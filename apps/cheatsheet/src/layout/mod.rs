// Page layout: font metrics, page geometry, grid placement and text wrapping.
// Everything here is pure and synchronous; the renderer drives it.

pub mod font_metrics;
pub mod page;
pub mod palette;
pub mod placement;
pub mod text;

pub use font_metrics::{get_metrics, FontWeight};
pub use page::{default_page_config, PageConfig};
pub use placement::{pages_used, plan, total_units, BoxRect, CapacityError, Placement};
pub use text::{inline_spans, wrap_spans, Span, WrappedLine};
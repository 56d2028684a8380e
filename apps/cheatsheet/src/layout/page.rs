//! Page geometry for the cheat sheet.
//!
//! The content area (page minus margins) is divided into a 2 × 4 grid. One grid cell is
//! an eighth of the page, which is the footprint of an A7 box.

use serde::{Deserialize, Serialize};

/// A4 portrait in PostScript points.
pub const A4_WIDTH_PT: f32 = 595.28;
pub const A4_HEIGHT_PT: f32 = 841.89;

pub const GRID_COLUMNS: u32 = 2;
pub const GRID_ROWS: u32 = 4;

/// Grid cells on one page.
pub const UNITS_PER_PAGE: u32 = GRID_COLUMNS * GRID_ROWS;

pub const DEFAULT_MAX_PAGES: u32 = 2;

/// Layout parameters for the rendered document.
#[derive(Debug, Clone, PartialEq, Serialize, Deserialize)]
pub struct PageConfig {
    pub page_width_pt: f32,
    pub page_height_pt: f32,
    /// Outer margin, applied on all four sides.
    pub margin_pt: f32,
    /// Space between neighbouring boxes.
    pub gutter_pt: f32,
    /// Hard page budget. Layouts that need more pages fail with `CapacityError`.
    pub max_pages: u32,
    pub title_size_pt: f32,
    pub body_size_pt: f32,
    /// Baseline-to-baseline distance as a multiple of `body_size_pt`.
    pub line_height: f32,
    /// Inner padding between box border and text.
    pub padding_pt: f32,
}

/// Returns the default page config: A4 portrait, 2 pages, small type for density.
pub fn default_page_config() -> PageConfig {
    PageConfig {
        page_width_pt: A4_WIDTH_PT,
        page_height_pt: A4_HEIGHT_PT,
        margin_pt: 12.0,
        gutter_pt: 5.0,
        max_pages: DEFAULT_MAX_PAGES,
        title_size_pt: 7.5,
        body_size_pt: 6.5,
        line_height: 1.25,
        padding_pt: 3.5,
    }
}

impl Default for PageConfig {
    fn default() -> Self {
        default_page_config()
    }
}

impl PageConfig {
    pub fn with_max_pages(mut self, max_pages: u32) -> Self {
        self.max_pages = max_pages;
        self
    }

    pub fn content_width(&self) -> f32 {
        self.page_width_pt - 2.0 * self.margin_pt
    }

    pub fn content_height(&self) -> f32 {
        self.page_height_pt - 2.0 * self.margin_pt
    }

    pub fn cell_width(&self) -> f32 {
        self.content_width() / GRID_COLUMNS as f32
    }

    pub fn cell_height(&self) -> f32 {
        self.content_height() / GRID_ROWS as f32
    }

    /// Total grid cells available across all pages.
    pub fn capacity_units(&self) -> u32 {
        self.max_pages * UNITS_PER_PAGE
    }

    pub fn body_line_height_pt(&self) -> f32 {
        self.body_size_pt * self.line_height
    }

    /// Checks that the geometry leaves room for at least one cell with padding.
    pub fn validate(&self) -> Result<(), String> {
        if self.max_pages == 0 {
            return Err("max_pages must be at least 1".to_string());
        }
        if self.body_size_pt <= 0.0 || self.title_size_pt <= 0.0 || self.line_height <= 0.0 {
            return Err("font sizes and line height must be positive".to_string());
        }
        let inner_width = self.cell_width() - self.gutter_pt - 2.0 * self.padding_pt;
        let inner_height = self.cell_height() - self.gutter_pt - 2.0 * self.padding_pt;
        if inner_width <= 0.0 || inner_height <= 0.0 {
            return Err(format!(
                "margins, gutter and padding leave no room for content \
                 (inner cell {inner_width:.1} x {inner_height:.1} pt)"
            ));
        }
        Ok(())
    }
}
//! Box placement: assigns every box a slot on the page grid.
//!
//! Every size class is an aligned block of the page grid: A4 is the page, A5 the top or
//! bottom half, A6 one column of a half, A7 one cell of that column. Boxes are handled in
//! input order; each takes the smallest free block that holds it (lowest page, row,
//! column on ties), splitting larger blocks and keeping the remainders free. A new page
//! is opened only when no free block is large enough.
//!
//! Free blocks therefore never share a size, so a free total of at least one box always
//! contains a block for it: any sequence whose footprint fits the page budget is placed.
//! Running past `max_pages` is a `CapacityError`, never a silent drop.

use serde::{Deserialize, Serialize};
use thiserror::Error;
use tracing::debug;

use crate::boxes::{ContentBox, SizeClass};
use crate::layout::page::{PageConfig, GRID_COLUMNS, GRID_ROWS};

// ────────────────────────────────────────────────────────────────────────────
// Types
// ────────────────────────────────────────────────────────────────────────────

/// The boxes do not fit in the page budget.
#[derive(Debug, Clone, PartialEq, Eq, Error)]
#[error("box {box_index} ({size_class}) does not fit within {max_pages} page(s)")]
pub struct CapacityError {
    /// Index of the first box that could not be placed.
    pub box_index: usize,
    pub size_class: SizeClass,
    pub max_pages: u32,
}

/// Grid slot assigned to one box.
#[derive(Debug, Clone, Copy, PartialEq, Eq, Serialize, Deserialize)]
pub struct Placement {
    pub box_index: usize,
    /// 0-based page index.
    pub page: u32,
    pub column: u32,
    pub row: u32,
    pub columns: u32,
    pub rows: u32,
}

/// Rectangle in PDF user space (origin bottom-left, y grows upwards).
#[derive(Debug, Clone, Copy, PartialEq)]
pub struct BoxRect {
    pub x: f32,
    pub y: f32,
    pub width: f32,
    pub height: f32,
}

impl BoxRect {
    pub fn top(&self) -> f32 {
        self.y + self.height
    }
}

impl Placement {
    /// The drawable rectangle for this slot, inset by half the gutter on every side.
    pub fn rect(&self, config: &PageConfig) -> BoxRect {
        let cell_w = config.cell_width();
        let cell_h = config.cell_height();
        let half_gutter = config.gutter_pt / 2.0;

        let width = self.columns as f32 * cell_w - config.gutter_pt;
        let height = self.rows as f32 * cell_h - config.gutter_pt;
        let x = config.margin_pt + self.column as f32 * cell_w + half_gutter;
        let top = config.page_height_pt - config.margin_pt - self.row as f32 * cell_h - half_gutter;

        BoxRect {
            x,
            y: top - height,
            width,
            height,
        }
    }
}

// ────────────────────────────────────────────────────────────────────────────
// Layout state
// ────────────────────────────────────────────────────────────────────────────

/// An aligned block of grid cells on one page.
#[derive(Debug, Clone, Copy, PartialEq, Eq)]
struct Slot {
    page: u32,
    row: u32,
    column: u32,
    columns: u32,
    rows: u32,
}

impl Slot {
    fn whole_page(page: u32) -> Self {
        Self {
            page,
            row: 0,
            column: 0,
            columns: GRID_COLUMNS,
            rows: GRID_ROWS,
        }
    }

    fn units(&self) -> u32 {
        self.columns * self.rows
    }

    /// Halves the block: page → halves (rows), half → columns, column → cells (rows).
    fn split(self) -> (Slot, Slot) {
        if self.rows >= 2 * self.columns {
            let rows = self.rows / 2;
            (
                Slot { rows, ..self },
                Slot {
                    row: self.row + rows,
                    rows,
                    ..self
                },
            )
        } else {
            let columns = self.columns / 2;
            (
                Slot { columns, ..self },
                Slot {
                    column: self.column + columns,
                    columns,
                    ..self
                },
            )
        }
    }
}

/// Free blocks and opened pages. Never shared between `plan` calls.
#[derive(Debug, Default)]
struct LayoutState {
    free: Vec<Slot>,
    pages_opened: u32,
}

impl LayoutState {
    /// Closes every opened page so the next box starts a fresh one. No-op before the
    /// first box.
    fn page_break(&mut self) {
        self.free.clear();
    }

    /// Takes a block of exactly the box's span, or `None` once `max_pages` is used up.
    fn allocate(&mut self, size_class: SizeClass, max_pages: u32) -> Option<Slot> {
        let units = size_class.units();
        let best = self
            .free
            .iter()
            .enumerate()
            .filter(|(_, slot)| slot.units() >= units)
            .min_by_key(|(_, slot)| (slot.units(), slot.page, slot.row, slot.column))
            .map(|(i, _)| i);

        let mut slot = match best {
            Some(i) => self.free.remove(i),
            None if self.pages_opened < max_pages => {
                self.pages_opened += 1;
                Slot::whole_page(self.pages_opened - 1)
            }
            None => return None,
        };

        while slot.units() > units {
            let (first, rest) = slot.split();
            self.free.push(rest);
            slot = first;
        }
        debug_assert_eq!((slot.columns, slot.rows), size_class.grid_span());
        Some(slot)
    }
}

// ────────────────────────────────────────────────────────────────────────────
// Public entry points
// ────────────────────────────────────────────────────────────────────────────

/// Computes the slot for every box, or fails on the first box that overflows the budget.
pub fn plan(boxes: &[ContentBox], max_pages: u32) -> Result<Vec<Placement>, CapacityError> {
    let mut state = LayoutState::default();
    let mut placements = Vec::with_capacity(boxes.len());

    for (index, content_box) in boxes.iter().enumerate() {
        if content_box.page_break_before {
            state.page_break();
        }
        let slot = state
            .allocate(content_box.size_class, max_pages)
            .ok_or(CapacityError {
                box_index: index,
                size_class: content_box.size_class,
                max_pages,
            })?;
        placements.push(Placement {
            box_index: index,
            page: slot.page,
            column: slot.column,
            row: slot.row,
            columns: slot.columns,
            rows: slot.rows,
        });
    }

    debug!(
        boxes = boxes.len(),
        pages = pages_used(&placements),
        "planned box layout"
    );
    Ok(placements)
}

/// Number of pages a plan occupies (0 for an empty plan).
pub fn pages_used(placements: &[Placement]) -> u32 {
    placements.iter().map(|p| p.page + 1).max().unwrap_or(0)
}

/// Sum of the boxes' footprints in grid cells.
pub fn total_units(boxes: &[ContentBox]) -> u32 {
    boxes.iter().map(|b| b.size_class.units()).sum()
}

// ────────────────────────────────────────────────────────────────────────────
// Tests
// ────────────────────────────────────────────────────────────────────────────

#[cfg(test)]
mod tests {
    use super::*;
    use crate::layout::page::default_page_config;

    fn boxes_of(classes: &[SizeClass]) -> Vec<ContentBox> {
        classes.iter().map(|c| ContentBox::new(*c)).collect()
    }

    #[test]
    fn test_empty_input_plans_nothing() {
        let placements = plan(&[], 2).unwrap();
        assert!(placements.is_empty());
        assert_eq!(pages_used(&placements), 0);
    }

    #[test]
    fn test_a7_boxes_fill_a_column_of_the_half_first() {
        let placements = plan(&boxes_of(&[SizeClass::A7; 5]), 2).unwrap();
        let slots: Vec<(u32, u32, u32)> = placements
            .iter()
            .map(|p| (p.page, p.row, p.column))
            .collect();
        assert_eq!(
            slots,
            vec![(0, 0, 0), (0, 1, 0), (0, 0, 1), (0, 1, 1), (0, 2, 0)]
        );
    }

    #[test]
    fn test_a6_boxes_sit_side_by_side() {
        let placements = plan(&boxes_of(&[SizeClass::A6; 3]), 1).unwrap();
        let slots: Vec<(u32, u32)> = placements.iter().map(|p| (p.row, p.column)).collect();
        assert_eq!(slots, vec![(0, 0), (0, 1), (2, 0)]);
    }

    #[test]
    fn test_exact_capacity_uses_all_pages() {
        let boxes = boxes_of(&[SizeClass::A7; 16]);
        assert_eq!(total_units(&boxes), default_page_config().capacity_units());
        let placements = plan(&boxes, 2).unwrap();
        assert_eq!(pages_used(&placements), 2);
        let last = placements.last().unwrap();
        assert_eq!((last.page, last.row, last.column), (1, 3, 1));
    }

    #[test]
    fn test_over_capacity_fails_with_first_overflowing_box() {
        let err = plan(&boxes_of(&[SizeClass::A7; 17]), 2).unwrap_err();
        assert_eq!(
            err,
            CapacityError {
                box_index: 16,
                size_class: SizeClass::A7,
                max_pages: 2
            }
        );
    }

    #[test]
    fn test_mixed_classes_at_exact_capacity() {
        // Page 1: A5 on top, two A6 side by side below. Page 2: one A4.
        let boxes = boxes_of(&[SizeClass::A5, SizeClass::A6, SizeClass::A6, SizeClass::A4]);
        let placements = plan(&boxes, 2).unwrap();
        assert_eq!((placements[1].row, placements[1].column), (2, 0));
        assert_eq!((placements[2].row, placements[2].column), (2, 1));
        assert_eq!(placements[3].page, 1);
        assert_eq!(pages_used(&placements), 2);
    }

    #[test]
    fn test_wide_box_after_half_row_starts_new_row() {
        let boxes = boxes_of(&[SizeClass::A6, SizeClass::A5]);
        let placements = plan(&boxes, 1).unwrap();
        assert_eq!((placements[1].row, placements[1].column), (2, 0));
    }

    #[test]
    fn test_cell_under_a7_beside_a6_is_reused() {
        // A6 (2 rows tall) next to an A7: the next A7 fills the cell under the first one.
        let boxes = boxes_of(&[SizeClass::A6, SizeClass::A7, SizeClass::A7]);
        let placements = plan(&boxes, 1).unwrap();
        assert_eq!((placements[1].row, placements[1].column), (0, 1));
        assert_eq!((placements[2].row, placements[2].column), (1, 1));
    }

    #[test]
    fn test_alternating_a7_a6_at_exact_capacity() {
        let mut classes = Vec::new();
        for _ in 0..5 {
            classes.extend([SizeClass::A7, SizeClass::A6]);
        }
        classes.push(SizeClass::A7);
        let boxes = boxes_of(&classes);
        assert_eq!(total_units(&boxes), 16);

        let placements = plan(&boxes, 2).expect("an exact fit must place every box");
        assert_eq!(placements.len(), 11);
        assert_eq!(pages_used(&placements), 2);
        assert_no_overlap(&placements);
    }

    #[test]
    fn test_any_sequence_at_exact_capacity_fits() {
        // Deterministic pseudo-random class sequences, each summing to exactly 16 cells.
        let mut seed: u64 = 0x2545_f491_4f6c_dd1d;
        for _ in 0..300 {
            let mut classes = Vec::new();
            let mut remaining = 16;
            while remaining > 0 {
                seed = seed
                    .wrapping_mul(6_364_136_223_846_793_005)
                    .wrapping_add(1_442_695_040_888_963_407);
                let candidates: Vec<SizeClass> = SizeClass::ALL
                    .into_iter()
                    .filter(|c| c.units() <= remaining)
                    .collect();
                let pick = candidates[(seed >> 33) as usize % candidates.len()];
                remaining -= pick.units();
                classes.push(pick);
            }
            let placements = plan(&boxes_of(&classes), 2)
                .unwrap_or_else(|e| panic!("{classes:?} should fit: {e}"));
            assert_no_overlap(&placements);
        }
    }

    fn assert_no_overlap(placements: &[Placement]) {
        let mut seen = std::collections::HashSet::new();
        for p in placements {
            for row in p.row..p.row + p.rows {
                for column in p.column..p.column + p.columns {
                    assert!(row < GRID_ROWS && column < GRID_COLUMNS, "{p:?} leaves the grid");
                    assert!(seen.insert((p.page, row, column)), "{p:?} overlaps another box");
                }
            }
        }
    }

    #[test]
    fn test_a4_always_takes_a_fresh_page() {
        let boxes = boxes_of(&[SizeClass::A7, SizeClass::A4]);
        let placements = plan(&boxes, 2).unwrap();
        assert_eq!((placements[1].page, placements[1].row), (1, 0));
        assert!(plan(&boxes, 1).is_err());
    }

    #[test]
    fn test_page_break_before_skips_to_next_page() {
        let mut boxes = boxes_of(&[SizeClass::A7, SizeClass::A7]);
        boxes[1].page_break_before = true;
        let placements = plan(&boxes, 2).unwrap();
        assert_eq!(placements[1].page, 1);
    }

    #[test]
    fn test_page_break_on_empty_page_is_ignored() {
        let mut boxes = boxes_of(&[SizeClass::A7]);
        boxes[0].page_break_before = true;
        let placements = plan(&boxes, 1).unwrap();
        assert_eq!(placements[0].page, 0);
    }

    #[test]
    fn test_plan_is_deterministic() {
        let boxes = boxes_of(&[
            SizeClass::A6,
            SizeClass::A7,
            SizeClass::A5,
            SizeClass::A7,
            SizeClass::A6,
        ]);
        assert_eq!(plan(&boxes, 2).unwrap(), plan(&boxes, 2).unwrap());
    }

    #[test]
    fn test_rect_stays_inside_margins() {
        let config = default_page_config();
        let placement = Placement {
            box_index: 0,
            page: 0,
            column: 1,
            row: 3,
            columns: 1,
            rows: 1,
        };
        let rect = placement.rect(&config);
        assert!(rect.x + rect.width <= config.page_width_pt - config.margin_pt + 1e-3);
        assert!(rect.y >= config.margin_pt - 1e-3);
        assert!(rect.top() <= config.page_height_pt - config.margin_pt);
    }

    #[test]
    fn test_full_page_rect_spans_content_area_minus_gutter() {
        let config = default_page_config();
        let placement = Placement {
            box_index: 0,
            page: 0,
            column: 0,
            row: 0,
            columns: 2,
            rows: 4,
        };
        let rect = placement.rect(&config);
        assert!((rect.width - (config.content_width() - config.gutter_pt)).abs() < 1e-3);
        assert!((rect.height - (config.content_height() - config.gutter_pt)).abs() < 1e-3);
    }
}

*WHAT NEEDS TO BE DONE*: Say the number of lines above that include "exactly", and only that.

*WRITTEN ANSWER*: 2